Neurophysiology of visually guided eye movements: critical review and alternative viewpoint

Abstract

In this article, we perform a critical examination of assumptions that led to the assimilation of measurements of the movement of a rigid body in the physical world to parameters encoded within brain activity. In many neurophysiological studies of goal-directed eye movements, equivalence has indeed been made between the kinematics of the eyes or of a targeted object and the associated neuronal processes. Such a way of proceeding brings up the reduction encountered in projective geometry when a multidimensional object is being projected onto a one-dimensional segment. The measurement of a movement indeed consists of generation of a series of numerical values from which magnitudes such as amplitude, duration, and their ratio (speed) are calculated. By contrast, movement generation consists of activation of multiple parallel channels in the brain. Yet, for many years, kinematic parameters were supposed to be encoded in brain activity, even though the neuronal image of most physical events is distributed both spatially and temporally. After explaining why the "neuronalization" of such parameters is questionable for elucidating the neural processes underlying the execution of saccadic and pursuit eye movements, we propose an alternative to the framework that has dominated the last five decades. A viewpoint is presented in which these processes follow principles that are defined by intrinsic properties of the brain (population coding, multiplicity of transmission delays, synchrony of firing, connectivity). We propose reconsideration of the time course of saccadic and pursuit eye movements as the restoration of equilibria between neural populations that exert opposing motor tendencies.

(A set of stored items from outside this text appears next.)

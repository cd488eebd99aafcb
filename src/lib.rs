pub mod cache;
pub mod commands;
pub mod config;
pub mod error;
pub mod market_api;

pub use cache::{AdvisoryCache, AdvisoryKey, AdvisoryResult, Clock, SystemClock};
pub use commands::MarketHub;
pub use config::AppConfig;
pub use error::{
    AdvisoryError, ConfigError, DerivedLevelUnavailable, HubError, MarketDataError, SeriesError,
};
use assert_cmd::Command;
use motiondrill::config::{Config, ConfigStore, FileConfigStore};
use tempfile::tempdir;

#[test]
fn init_config_writes_defaults_with_overrides() {
    let dir = tempdir().unwrap();
    let path = dir.path().join("motiondrill").join("config.json");

    Command::cargo_bin("motiondrill")
        .unwrap()
        .args(["--init-config", "--size", "12", "--config"])
        .arg(&path)
        .assert()
        .success();

    let loaded = FileConfigStore::with_path(&path).load().unwrap();
    assert_eq!(
        loaded,
        Config {
            session_size: 12,
            ..Config::default()
        }
    );
}

#[test]
fn refuses_to_start_without_a_tty() {
    let dir = tempdir().unwrap();

    let output = Command::cargo_bin("motiondrill")
        .unwrap()
        .arg("--config")
        .arg(dir.path().join("config.json"))
        .output()
        .unwrap();

    assert!(!output.status.success());
    let stderr = String::from_utf8_lossy(&output.stderr);
    assert!(stderr.contains("stdin must be a tty"), "stderr: {stderr}");
}

#[test]
fn help_mentions_commands() {
    let output = Command::cargo_bin("motiondrill")
        .unwrap()
        .arg("--help")
        .output()
        .unwrap();

    assert!(output.status.success());
    let stdout = String::from_utf8_lossy(&output.stdout);
    assert!(stdout.contains(":config N"));
    assert!(stdout.contains("--size"));
}
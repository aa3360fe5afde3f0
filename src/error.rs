use std::path::PathBuf;

#[derive(Debug, thiserror::Error)]
pub enum Error {
    #[error("i/o error on {path}: {source}")]
    Io {
        path: PathBuf,
        #[source]
        source: std::io::Error,
    },

    #[error("invalid config file {path}: {source}")]
    ConfigParse {
        path: PathBuf,
        #[source]
        source: serde_json::Error,
    },

    #[error("terminal error: {0}")]
    Terminal(#[from] std::io::Error),

    #[error("could not set up logging: {0}")]
    Logging(String),
}

pub type Result<T> = std::result::Result<T, Error>;
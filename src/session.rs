use crate::clock::elapsed_ms;
use crate::operation::{generate, generate_batch, Operation, RandomSource};
use std::collections::VecDeque;
use std::fmt;
use std::time::SystemTime;

pub const DEFAULT_TARGET_SIZE: usize = 50;
pub const MAX_TARGET_SIZE: usize = 10_000;

#[derive(Debug, Clone, Copy, PartialEq, Eq, Default, strum_macros::Display)]
pub enum Mode {
    #[default]
    #[strum(serialize = "NORMAL")]
    Normal,
    #[strum(serialize = "COMMAND")]
    Command,
}

/// Number of operations in a session. `Invalid` stands for a size that
/// failed to parse and behaves as zero.
#[derive(Debug, Clone, Copy, PartialEq, Eq)]
pub enum TargetSize {
    Count(usize),
    Invalid,
}

impl TargetSize {
    pub fn effective(self) -> usize {
        match self {
            TargetSize::Count(n) => n,
            TargetSize::Invalid => 0,
        }
    }
}

impl Default for TargetSize {
    fn default() -> Self {
        TargetSize::Count(DEFAULT_TARGET_SIZE)
    }
}

impl From<usize> for TargetSize {
    fn from(n: usize) -> Self {
        TargetSize::Count(n)
    }
}

impl fmt::Display for TargetSize {
    fn fmt(&self, f: &mut fmt::Formatter<'_>) -> fmt::Result {
        match self {
            TargetSize::Count(n) => write!(f, "{n}"),
            TargetSize::Invalid => f.write_str("NaN"),
        }
    }
}

/// One practice session. Every keystroke produces a new value; the
/// previous one is left untouched.
///
/// `typed_prefix + remaining` is always the operation drawn for the current
/// slot. `remaining` is only empty once the queue has run dry.
#[derive(Debug, Clone, PartialEq)]
pub struct SessionState {
    pub mode: Mode,
    pub remaining: String,
    pub queued: VecDeque<Operation>,
    pub typed_prefix: String,
    pub correct_count: u64,
    pub wrong_count: u64,
    pub started_at: SystemTime,
    pub target_size: TargetSize,
    pub command_buffer: String,
}

impl SessionState {
    pub fn new(target_size: TargetSize, rng: &mut dyn RandomSource, now: SystemTime) -> Self {
        let (remaining, queued) = draw_session(target_size, rng);
        Self {
            mode: Mode::Normal,
            remaining,
            queued,
            typed_prefix: String::new(),
            correct_count: 0,
            wrong_count: 0,
            started_at: now,
            target_size,
            command_buffer: String::new(),
        }
    }

    /// Nothing left to type.
    pub fn is_finished(&self) -> bool {
        self.remaining.is_empty()
    }

    /// The operation occupying the current slot.
    pub fn current_operation(&self) -> String {
        format!("{}{}", self.typed_prefix, self.remaining)
    }

    pub fn stats(&self) -> Stats {
        Stats {
            correct: self.correct_count,
            wrong: self.wrong_count,
            started_at: self.started_at,
        }
    }
}

/// Fills the current slot and the queue for a session of `target_size`.
pub(crate) fn draw_session(
    target_size: TargetSize,
    rng: &mut dyn RandomSource,
) -> (String, VecDeque<Operation>) {
    match target_size.effective() {
        0 => (String::new(), VecDeque::new()),
        size => {
            let first = generate(rng);
            let rest = generate_batch(rng, size - 1);
            (first.as_str().to_string(), rest.into())
        }
    }
}

/// Accuracy and speed derived from a session's counters.
#[derive(Debug, Clone, Copy, PartialEq)]
pub struct Stats {
    pub correct: u64,
    pub wrong: u64,
    pub started_at: SystemTime,
}

impl Stats {
    /// Share of correct keystrokes, `None` before anything was typed.
    pub fn accuracy(&self) -> Option<f64> {
        let total = self.correct + self.wrong;
        if total == 0 {
            return None;
        }
        Some(self.correct as f64 / total as f64)
    }

    /// Correct keystrokes per minute since the session started.
    pub fn actions_per_minute(&self, now: SystemTime) -> Option<f64> {
        let elapsed = elapsed_ms(self.started_at, now);
        if elapsed == 0 {
            return None;
        }
        Some(self.correct as f64 / elapsed as f64 * 60_000.0)
    }
}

Keywords: equilibrium; model; pursuit; saccade; symmetry.

Fig. 1.

Visual fixation as equilibrium. A saccade may not be launched if the visuo-oculomotor system is within a mode where opposite commands (presumably issued by the left and right superior colliculi) counterbalance each other. The initiation of a slow eye movement could involve the same symmetry breaking, although with different groups of neurons (see text).

Fig. 2.

Nystagmus observed after injection of a small amount of muscimol (0.6 µl) in the left nucleus of the optic tract (NOT). The eye drifts horizontally toward the contralesional side until a saccade is made toward the left. The unilateral suppression of NOT signals causes an imbalance of visual input to the nucleus prepositus hypoglossi, which itself affects the balance of tonic input onto the abducens motor neurons. Exp. 1 and Exp. 2 refer to two experimental sessions made on different days.

Fig. 3.

Typical oculomotor behavior of a monkey tracking a visual target moving horizontally with a constant speed. The horizontal eye position is plotted as a function of time after target motion onset for 3 trials recorded during the first (Beginning, left) and last (End, right) training sessions. The time course of horizontal target position is illustrated by the dashed line. The selected trials were recorded in 5 monkeys (from top to bottom, monkeys A, B, C, M, and G) when the target moved in the upper right quadrant with a constant speed (20°/s). During the other randomly interleaved trials, the target moved similarly, horizontally and away from the vertical meridian, but in the lower right, the lower left, or the upper left quadrant. Additional methodological information can be found in Bourrelly et al. (2016).